Since his favorite food, and the only one he willingly swallowed was milk, I would place that in a lab bottle with a long neck like athletes drink from / spray themselves with; but then I spent considerable time with him on my lap. I would place his hand over mine, and NOT just squeezing milk into his mouth, but making it quite clear he got a nice drink if he offered even the faintest squeeze on my hand in his. I would give him minimal bites of solid food without forcing it, between drinks.

He never reached the point in my 6 months of creating enoufh pressure to actually force milk from the bottle himself. Likely, too many years of force-feeding and his agency being taken away by aids who wanted to go eat their OWN lunches (I used up my lunch period with him and another child who was fed way too fast, letting her eat at her own speed and giving her time to chew the mashed food served there.) But, I never saw the screaming and force-feeding episodes after I began that “kindler, gentler” protocol!

I would not be surprised if The Lord doesn’t look at and deal with each of us, to varying degrees, and our lack of desire to pray, to communicate with Him, or even look him in the eye, in the same way: and I’m not so sure how far we progress, prior to meeting him above.

I have taken so many lessons from that 6 month long, foundational, “just arrived in Austin as a newly married new Christian” job, which my wife “just happened” to find for me in the days when the paper actually had help-wanted pages.

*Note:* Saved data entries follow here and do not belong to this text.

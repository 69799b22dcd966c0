//! Response decompression for HTTP content encoding.
//!
//! EWS bodies are parsed from a fully aggregated buffer, so only the
//! aggregated decompression path exists here.

use anyhow::Result;
use async_compression::tokio::bufread::{BrotliDecoder, GzipDecoder, ZstdDecoder};
use bytes::Bytes;
use hyper::{HeaderMap, header, http};
use tokio::io::{AsyncBufRead, AsyncReadExt, BufReader};

/// Supported content encodings for response decompression.
///
/// These values correspond to the `Content-Encoding` header and decide how
/// the body buffer is wrapped before reading.
#[derive(Debug, Clone, Copy, PartialEq, Eq)]
pub enum ContentEncoding {
    Identity,
    Br,
    Gzip,
    Zstd,
}

impl ContentEncoding {
    pub fn as_str(&self) -> &'static str {
        match self {
            ContentEncoding::Identity => "identity",
            ContentEncoding::Br => "br",
            ContentEncoding::Gzip => "gzip",
            ContentEncoding::Zstd => "zstd",
        }
    }
}

/// Detect the response `Content-Encoding` header and return the ordered chain
/// of encodings, outermost first. An empty vector means identity; an explicit
/// `identity` token is kept in the chain and decodes as a pass-through.
pub fn detect_encodings(headers: &HeaderMap) -> Vec<ContentEncoding> {
    let Some(val) = headers.get(header::CONTENT_ENCODING) else {
        return Vec::new();
    };

    let Ok(raw) = val.to_str() else {
        return Vec::new();
    };

    raw.split(',')
        .filter_map(|token| {
            let enc = token.trim().to_ascii_lowercase();
            Some(match enc.as_str() {
                "identity" => ContentEncoding::Identity,
                "br" => ContentEncoding::Br,
                "gzip" => ContentEncoding::Gzip,
                "zstd" | "zst" => ContentEncoding::Zstd,
                _ => return None,
            })
        })
        .collect()
}

/// Insert an `Accept-Encoding` header (`br, zstd, gzip`) if not already present.
pub fn add_accept_encoding(h: &mut HeaderMap) {
    if !h.contains_key(header::ACCEPT_ENCODING) {
        h.insert(
            header::ACCEPT_ENCODING,
            http::HeaderValue::from_static("br, zstd, gzip"),
        );
    }
}

/// Decompress an aggregated response body according to the encoding chain.
pub async fn decompress_body(body: Bytes, encodings: &[ContentEncoding]) -> Result<Bytes> {
    if encodings
        .iter()
        .all(|enc| *enc == ContentEncoding::Identity)
    {
        return Ok(body);
    }

    let mut current: Box<dyn AsyncBufRead + Unpin + Send + '_> =
        Box::new(BufReader::new(&body[..]));
    for encoding in encodings.iter().rev() {
        current = match encoding {
            ContentEncoding::Identity => current,
            ContentEncoding::Br => Box::new(BufReader::new(BrotliDecoder::new(current))),
            ContentEncoding::Gzip => Box::new(BufReader::new(GzipDecoder::new(current))),
            ContentEncoding::Zstd => Box::new(BufReader::new(ZstdDecoder::new(current))),
        };
    }

    let mut out = Vec::with_capacity(body.len().saturating_mul(4));
    current.read_to_end(&mut out).await?;
    Ok(Bytes::from(out))
}
//! Read-only appliance catalog loaded once before generation begins.

use std::fmt;
use std::fs::File;
use std::io::Read;
use std::path::Path;

/// Number of appliance importance categories. Category 0 is the most
/// important (highest tariff bias), category 4 the least.
pub const CATEGORY_COUNT: usize = 5;

/// One catalog entry: an appliance model the sampler can draw.
#[derive(Debug, Clone, PartialEq)]
pub struct AppliancePrototype {
    /// Appliance name.
    pub name: String,
    /// Importance category in `[0, CATEGORY_COUNT)`.
    pub category: usize,
    /// Rated power in watts (> 0).
    pub rated_power_w: f64,
}

/// Error raised while loading or validating the appliance catalog.
///
/// Catalog failures are fatal: generation never starts on a bad catalog.
#[derive(Debug)]
pub struct CatalogError {
    /// Human-readable description including the offending row, if any.
    pub message: String,
}

impl fmt::Display for CatalogError {
    fn fmt(&self, f: &mut fmt::Formatter<'_>) -> fmt::Result {
        write!(f, "catalog error: {}", self.message)
    }
}

/// Immutable appliance catalog with dense integer indexing.
///
/// Loaded once at startup and shared read-only across all sampling calls;
/// the sampler draws entries uniformly by index with replacement.
#[derive(Debug, Clone)]
pub struct Catalog {
    entries: Vec<AppliancePrototype>,
}

impl Catalog {
    /// Builds a catalog from pre-validated entries.
    ///
    /// # Errors
    ///
    /// Returns a `CatalogError` if the entry list is empty or any entry
    /// has an out-of-range category or non-positive rated power.
    pub fn new(entries: Vec<AppliancePrototype>) -> Result<Self, CatalogError> {
        if entries.is_empty() {
            return Err(CatalogError {
                message: "catalog is empty".to_string(),
            });
        }
        for (i, e) in entries.iter().enumerate() {
            if e.category >= CATEGORY_COUNT {
                return Err(CatalogError {
                    message: format!(
                        "entry {i} (\"{}\"): category {} out of range [0, {CATEGORY_COUNT})",
                        e.name, e.category
                    ),
                });
            }
            if !(e.rated_power_w > 0.0) || !e.rated_power_w.is_finite() {
                return Err(CatalogError {
                    message: format!(
                        "entry {i} (\"{}\"): rated power must be a positive number, got {}",
                        e.name, e.rated_power_w
                    ),
                });
            }
        }
        Ok(Self { entries })
    }

    /// Loads the catalog from a CSV file at the given path.
    ///
    /// # Errors
    ///
    /// Returns a `CatalogError` if the file cannot be opened, any row is
    /// malformed, or the resulting catalog fails validation.
    pub fn from_csv_path(path: &Path) -> Result<Self, CatalogError> {
        let file = File::open(path).map_err(|e| CatalogError {
            message: format!("cannot open \"{}\": {e}", path.display()),
        })?;
        Self::from_reader(file)
    }

    /// Parses a catalog from CSV data with a header row followed by
    /// `name,category,rated_power_w` records.
    ///
    /// # Errors
    ///
    /// Returns a `CatalogError` if any row fails to parse or the catalog
    /// fails validation (including the empty case).
    pub fn from_reader(reader: impl Read) -> Result<Self, CatalogError> {
        let mut rdr = csv::ReaderBuilder::new().has_headers(true).from_reader(reader);
        let mut entries = Vec::new();
        for (i, record) in rdr.records().enumerate() {
            let rec = record.map_err(|e| CatalogError {
                message: format!("row {}: {e}", i + 1),
            })?;
            if rec.len() != 3 {
                return Err(CatalogError {
                    message: format!("row {}: expected 3 fields, got {}", i + 1, rec.len()),
                });
            }
            let name = rec[0].trim().to_string();
            let category: usize = rec[1].trim().parse().map_err(|_| CatalogError {
                message: format!("row {}: category \"{}\" is not an integer", i + 1, &rec[1]),
            })?;
            let rated_power_w: f64 = rec[2].trim().parse().map_err(|_| CatalogError {
                message: format!("row {}: rated power \"{}\" is not a number", i + 1, &rec[2]),
            })?;
            entries.push(AppliancePrototype {
                name,
                category,
                rated_power_w,
            });
        }
        Self::new(entries)
    }

    /// Returns the built-in default catalog: 25 common residential
    /// appliances spread across the five importance categories.
    pub fn builtin() -> Self {
        let table: [(&str, usize, f64); 25] = [
            ("refrigerator", 0, 150.0),
            ("chest_freezer", 0, 100.0),
            ("wifi_router", 0, 10.0),
            ("security_system", 0, 25.0),
            ("medical_cpap", 0, 60.0),
            ("led_lighting", 1, 60.0),
            ("ceiling_fan", 1, 75.0),
            ("television", 1, 120.0),
            ("laptop", 1, 65.0),
            ("phone_charger", 1, 10.0),
            ("air_conditioner", 2, 1500.0),
            ("space_heater", 2, 1200.0),
            ("water_heater", 2, 2000.0),
            ("microwave_oven", 2, 900.0),
            ("electric_kettle", 2, 1800.0),
            ("washing_machine", 3, 500.0),
            ("dishwasher", 3, 1200.0),
            ("vacuum_cleaner", 3, 700.0),
            ("clothes_iron", 3, 1000.0),
            ("toaster", 3, 800.0),
            ("ev_charger", 4, 3300.0),
            ("pool_pump", 4, 1100.0),
            ("clothes_dryer", 4, 3000.0),
            ("water_pump", 4, 750.0),
            ("dehumidifier", 4, 300.0),
        ];
        let entries = table
            .iter()
            .map(|&(name, category, rated_power_w)| AppliancePrototype {
                name: name.to_string(),
                category,
                rated_power_w,
            })
            .collect();
        // The static table satisfies every validation rule.
        Self { entries }
    }

    /// Number of catalog entries.
    pub fn len(&self) -> usize {
        self.entries.len()
    }

    /// Whether the catalog holds no entries. Always false for a
    /// successfully constructed catalog.
    pub fn is_empty(&self) -> bool {
        self.entries.is_empty()
    }

    /// Returns the entry at `index`.
    pub fn get(&self, index: usize) -> &AppliancePrototype {
        &self.entries[index]
    }

    /// Iterates over all entries.
    pub fn iter(&self) -> impl Iterator<Item = &AppliancePrototype> {
        self.entries.iter()
    }
}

Lessons like noting that on 3rd shift, with only two on staff, for 70 sleeping children, SOMEHOW anyway an aid would “just happen” by a bedroom when a child was choking; to noting that we aids parked the couple kids likely to bite another child far from any tender, physically weak and defenseless ones.

I considered how each child had a written “IEP” (Independent Education Progrsm) of training and goals… and I broadened tbis in my mind to visualize the angels having pre-shift conferences just we aids did, regarding each of OUR “IEPs” which I’m sure the angels work from in OUR “able bodied” individualized earthly training… And, I began to see us, the aids, and also the AISD teachers imported on weekdays, as the powerful, capable angels, in the lives of these children. All mirroring what I thereafter assumed God has working, on each of OUR individual “cases:”—and visualize and my own angel caretakers likely having discussions with both management and the other “Angel” aids, over those I’ll meet in this life, —prior to each “shift.”

Also: I saw the same variety of PERSONALITIES among those Cresthaven children as I’d seen in my own “able bodied” world of high school and young adulthood… Only: because of severe cerebral palsy or other issues, they were weak and needy —and they needed us, the aids, as much as I’m SURE even the most capable of us “able” people likewise need God, despite our apparent successes / intelligence / gifts. —To an infinite Christ, we “normal” adults, just as the (sadly liberal) folk singer Mary Travers once sang, (remember Peter, Paul, and Mary?) 🎶🎶 “we’re only children, children one and all. 🎶🎶”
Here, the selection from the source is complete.